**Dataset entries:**
____
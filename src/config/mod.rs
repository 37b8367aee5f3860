// SPDX-License-Identifier: Apache-2.0
// Copyright (c) 2025 Polyframe Inc.

//! Group configuration tree.
//!
//! A configuration is a tree of named nodes, each carrying ordered key/value
//! leaves. On disk it is TOML: tables are nodes, scalar values are leaves.
//! Arrays of strings under `key` become the indexed leaves `key[0]`,
//! `key[1]`, ..., arrays of other scalars become one comma-joined leaf.
//!
//! ```toml
//! tolerance = 1e-8
//!
//! [car]
//! class_name = "TranslatingGroup"
//! movable = true
//! velocity = [1.0, 0.0, 0.0]
//!
//! [car.body]
//! filepath = ["body.stl", "doors.stlb"]
//! ```

use crate::error::{Error, Result};
use std::path::Path;
use toml::{Table, Value};

/// Recognised leaf keys.
pub mod keys {
    pub const CLASS_NAME: &str = "class_name";
    pub const TOLERANCE: &str = "tolerance";
    pub const MOVABLE: &str = "movable";
    pub const ID: &str = "id";
    pub const LABEL: &str = "label";
    pub const TYPE: &str = "type";
    pub const FILEPATH: &str = "filepath";
}

/// Name given to the document root.
pub const ROOT_NAME: &str = "root";

/// One node of the configuration tree.
#[derive(Debug, Clone, Default, PartialEq, Eq)]
pub struct ConfigNode {
    name: String,
    leaves: Vec<(String, String)>,
    children: Vec<ConfigNode>,
}

impl ConfigNode {
    pub fn new(name: impl Into<String>) -> Self {
        Self {
            name: name.into(),
            leaves: Vec::new(),
            children: Vec::new(),
        }
    }

    pub fn name(&self) -> &str {
        &self.name
    }

    pub fn leaves(&self) -> &[(String, String)] {
        &self.leaves
    }

    pub fn leaf(&self, key: &str) -> Option<&str> {
        self.leaves
            .iter()
            .find(|(k, _)| k == key)
            .map(|(_, v)| v.as_str())
    }

    /// Replace the value of `key` or append it.
    pub fn set_leaf(&mut self, key: impl Into<String>, value: impl Into<String>) {
        let key = key.into();
        let value = value.into();
        match self.leaves.iter_mut().find(|(k, _)| *k == key) {
            Some(slot) => slot.1 = value,
            None => self.leaves.push((key, value)),
        }
    }

    pub fn with_leaf(mut self, key: impl Into<String>, value: impl Into<String>) -> Self {
        self.set_leaf(key, value);
        self
    }

    /// Remove `key` and every indexed form `key[i]`.
    pub fn remove_leaves(&mut self, key: &str) {
        self.leaves
            .retain(|(k, _)| k != key && !is_indexed_form(k, key));
    }

    /// Values of `key`: the single leaf when present, otherwise `key[0]`,
    /// `key[1]`, ... up to the first missing index.
    pub fn indexed_leaves(&self, key: &str) -> Vec<&str> {
        if let Some(value) = self.leaf(key) {
            return vec![value];
        }
        let mut values = Vec::new();
        while let Some(value) = self.leaf(&format!("{}[{}]", key, values.len())) {
            values.push(value);
        }
        values
    }

    /// Write `values` as `key[0]`, `key[1]`, ... after clearing old entries.
    pub fn set_indexed_leaves<S: AsRef<str>>(&mut self, key: &str, values: &[S]) {
        self.remove_leaves(key);
        for (i, value) in values.iter().enumerate() {
            self.leaves
                .push((format!("{}[{}]", key, i), value.as_ref().to_string()));
        }
    }

    pub fn children(&self) -> &[ConfigNode] {
        &self.children
    }

    pub fn child(&self, name: &str) -> Option<&ConfigNode> {
        self.children.iter().find(|c| c.name == name)
    }

    pub fn add_child(&mut self, child: ConfigNode) -> &mut ConfigNode {
        self.children.push(child);
        let last = self.children.len() - 1;
        &mut self.children[last]
    }

    /// Parse a TOML document; its top-level tables become root children.
    pub fn from_toml_str(text: &str) -> Result<Self> {
        let table: Table = text.parse()?;
        Self::from_table(ROOT_NAME, &table)
    }

    pub fn from_file(path: impl AsRef<Path>) -> Result<Self> {
        let path = path.as_ref();
        let text = std::fs::read_to_string(path).map_err(|source| Error::FileOpen {
            path: path.to_path_buf(),
            source,
        })?;
        Self::from_toml_str(&text)
    }

    fn from_table(name: &str, table: &Table) -> Result<Self> {
        let mut node = ConfigNode::new(name);
        for (key, value) in table {
            match value {
                Value::Table(child) => {
                    node.children.push(Self::from_table(key, child)?);
                }
                Value::Array(items) if items.iter().all(Value::is_str) => {
                    let values: Vec<&str> = items.iter().filter_map(Value::as_str).collect();
                    node.set_indexed_leaves(key, &values);
                }
                Value::Array(items) => {
                    let parts = items
                        .iter()
                        .map(|item| scalar_text(key, item))
                        .collect::<Result<Vec<_>>>()?;
                    node.leaves.push((key.clone(), parts.join(", ")));
                }
                other => node.leaves.push((key.clone(), scalar_text(key, other)?)),
            }
        }
        Ok(node)
    }

    fn to_table(&self) -> Table {
        let mut table = Table::new();
        for (key, value) in &self.leaves {
            table.insert(key.clone(), Value::String(value.clone()));
        }
        for child in &self.children {
            table.insert(child.name.clone(), Value::Table(child.to_table()));
        }
        table
    }

    pub fn to_toml_string(&self) -> Result<String> {
        Ok(toml::to_string(&self.to_table())?)
    }

    pub fn save(&self, path: impl AsRef<Path>) -> Result<()> {
        let path = path.as_ref();
        std::fs::write(path, self.to_toml_string()?).map_err(|source| Error::FileOpen {
            path: path.to_path_buf(),
            source,
        })
    }
}

fn is_indexed_form(candidate: &str, key: &str) -> bool {
    candidate
        .strip_prefix(key)
        .and_then(|rest| rest.strip_prefix('['))
        .and_then(|rest| rest.strip_suffix(']'))
        .is_some_and(|index| index.parse::<usize>().is_ok())
}

fn scalar_text(key: &str, value: &Value) -> Result<String> {
    match value {
        Value::String(s) => Ok(s.clone()),
        Value::Integer(i) => Ok(i.to_string()),
        Value::Float(f) => Ok(f.to_string()),
        Value::Boolean(b) => Ok(b.to_string()),
        Value::Datetime(d) => Ok(d.to_string()),
        Value::Array(_) | Value::Table(_) => Err(Error::Config(format!(
            "`{}`: nested arrays and arrays of tables are not supported",
            key
        ))),
    }
}

/// Interpret a boolean leaf: `true/false`, `yes/no`, `on/off`, `1/0`.
pub fn parse_bool(value: &str) -> Option<bool> {
    match value.trim().to_ascii_lowercase().as_str() {
        "true" | "yes" | "on" | "1" => Some(true),
        "false" | "no" | "off" | "0" => Some(false),
        _ => None,
    }
}

/// Parse `"x, y, z"` (commas or whitespace) into three numbers.
pub fn parse_triple(value: &str) -> Option<[f64; 3]> {
    let parts: Vec<f64> = value
        .split(|c: char| c == ',' || c.is_whitespace())
        .filter(|part| !part.is_empty())
        .map(str::parse)
        .collect::<std::result::Result<_, _>>()
        .ok()?;
    match parts.as_slice() {
        [x, y, z] => Some([*x, *y, *z]),
        _ => None,
    }
}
____
**TRY IT:**
Which lines above contain the word "match"? Copy each of them.

**FINISHED EXERCISE:**
        match self.leaves.iter_mut().find(|(k, _)| *k == key) {
            match value {
    match value {
    match value.trim().to_ascii_lowercase().as_str() {
    match parts.as_slice() {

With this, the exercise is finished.